If you have Thyroid problem, you are certainly not alone. Thyroid problems affect the thyroid, a gland in the neck that helps control many of the body’s most important functions. Thyroid dysfunction affects people of all ages and can be categorised into three main types: overactive (hyperthyroidism), underactive (hypothyroidism), or cancerous. Thyroid problems not only affect our growth and energy metabolism but also exist simultaneously with other illnesses such as cardiovascular disease, kidney disease and gastrointestinal disorders.
The most common symptoms of hyperthyroidism are weight loss, anxiety and apprehension, an intolerance to heat, a hurried heartbeat and the tendency to become fatigued doing ordinary activities. A diagnosis would discover decreased levels of TSH and increased levels of FT4 or free tri-iodothyronine (FT3). Subclinical hyperthyroidism is diagnosed when TSH is declined but FT4 and FT3 levels are within the normal range.

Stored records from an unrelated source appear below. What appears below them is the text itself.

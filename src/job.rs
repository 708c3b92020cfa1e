use crate::error::DashboardError;
use chrono::{DateTime, Utc};
use serde::{Deserialize, Deserializer, Serialize, Serializer};
use std::fmt;
use std::str::FromStr;

/// Opaque identifier assigned by the remote scheduler.
pub type JobId = String;

#[derive(Debug, Clone, Copy, Serialize, Deserialize, PartialEq, Eq, Hash)]
#[serde(rename_all = "lowercase")]
pub enum JobStatus {
    Pending,
    Running,
    Completed,
    Failed,
    Cancelled,
}

impl JobStatus {
    pub const ALL: [JobStatus; 5] = [
        JobStatus::Pending,
        JobStatus::Running,
        JobStatus::Completed,
        JobStatus::Failed,
        JobStatus::Cancelled,
    ];

    pub fn as_str(&self) -> &'static str {
        match self {
            JobStatus::Pending => "pending",
            JobStatus::Running => "running",
            JobStatus::Completed => "completed",
            JobStatus::Failed => "failed",
            JobStatus::Cancelled => "cancelled",
        }
    }

    /// Only failed jobs can be sent back to pending.
    pub fn can_retry(&self) -> bool {
        matches!(self, JobStatus::Failed)
    }

    pub fn can_cancel(&self) -> bool {
        matches!(self, JobStatus::Pending | JobStatus::Running)
    }

    /// Completed and cancelled jobs never move again from the client's point of view.
    pub fn is_terminal(&self) -> bool {
        matches!(self, JobStatus::Completed | JobStatus::Cancelled)
    }
}

impl fmt::Display for JobStatus {
    fn fmt(&self, f: &mut fmt::Formatter<'_>) -> fmt::Result {
        f.write_str(self.as_str())
    }
}

impl FromStr for JobStatus {
    type Err = DashboardError;

    fn from_str(s: &str) -> Result<Self, Self::Err> {
        JobStatus::ALL
            .into_iter()
            .find(|status| status.as_str().eq_ignore_ascii_case(s.trim()))
            .ok_or_else(|| DashboardError::validation(format!("Unknown job status: {}", s)))
    }
}

/// User-initiated actions a job row can offer.
#[derive(Debug, Clone, Copy, PartialEq, Eq, Hash)]
pub enum JobAction {
    Edit,
    Retry,
    Cancel,
    Delete,
}

impl JobAction {
    pub fn is_available_for(&self, status: JobStatus) -> bool {
        match self {
            JobAction::Edit | JobAction::Delete => true,
            JobAction::Retry => status.can_retry(),
            JobAction::Cancel => status.can_cancel(),
        }
    }

    /// Destructive actions need an explicit yes from the user before anything is sent.
    pub fn requires_confirmation(&self) -> bool {
        matches!(self, JobAction::Cancel | JobAction::Delete)
    }
}

impl fmt::Display for JobAction {
    fn fmt(&self, f: &mut fmt::Formatter<'_>) -> fmt::Result {
        let name = match self {
            JobAction::Edit => "edit",
            JobAction::Retry => "retry",
            JobAction::Cancel => "cancel",
            JobAction::Delete => "delete",
        };
        f.write_str(name)
    }
}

Hypothyroidism symptoms can be quite varied and can include a poor memory and depression, sensitivity to cold, tiredness, flat, weight gain, constipation, aches, dry skin and depression. Hypothyroidism may be associated with a goitre (Hashimoto’s thyroiditis) or without (atrophic thyroiditis or primary myxoedema). Hypothyroidism is more common in women than in man. This may due to women’s propensity to hormone imbalances
In the UK, hypothyroidism is usually due to autoimmune hypothyroidism or thyroid damage after surgery or radioactive iodine therapy.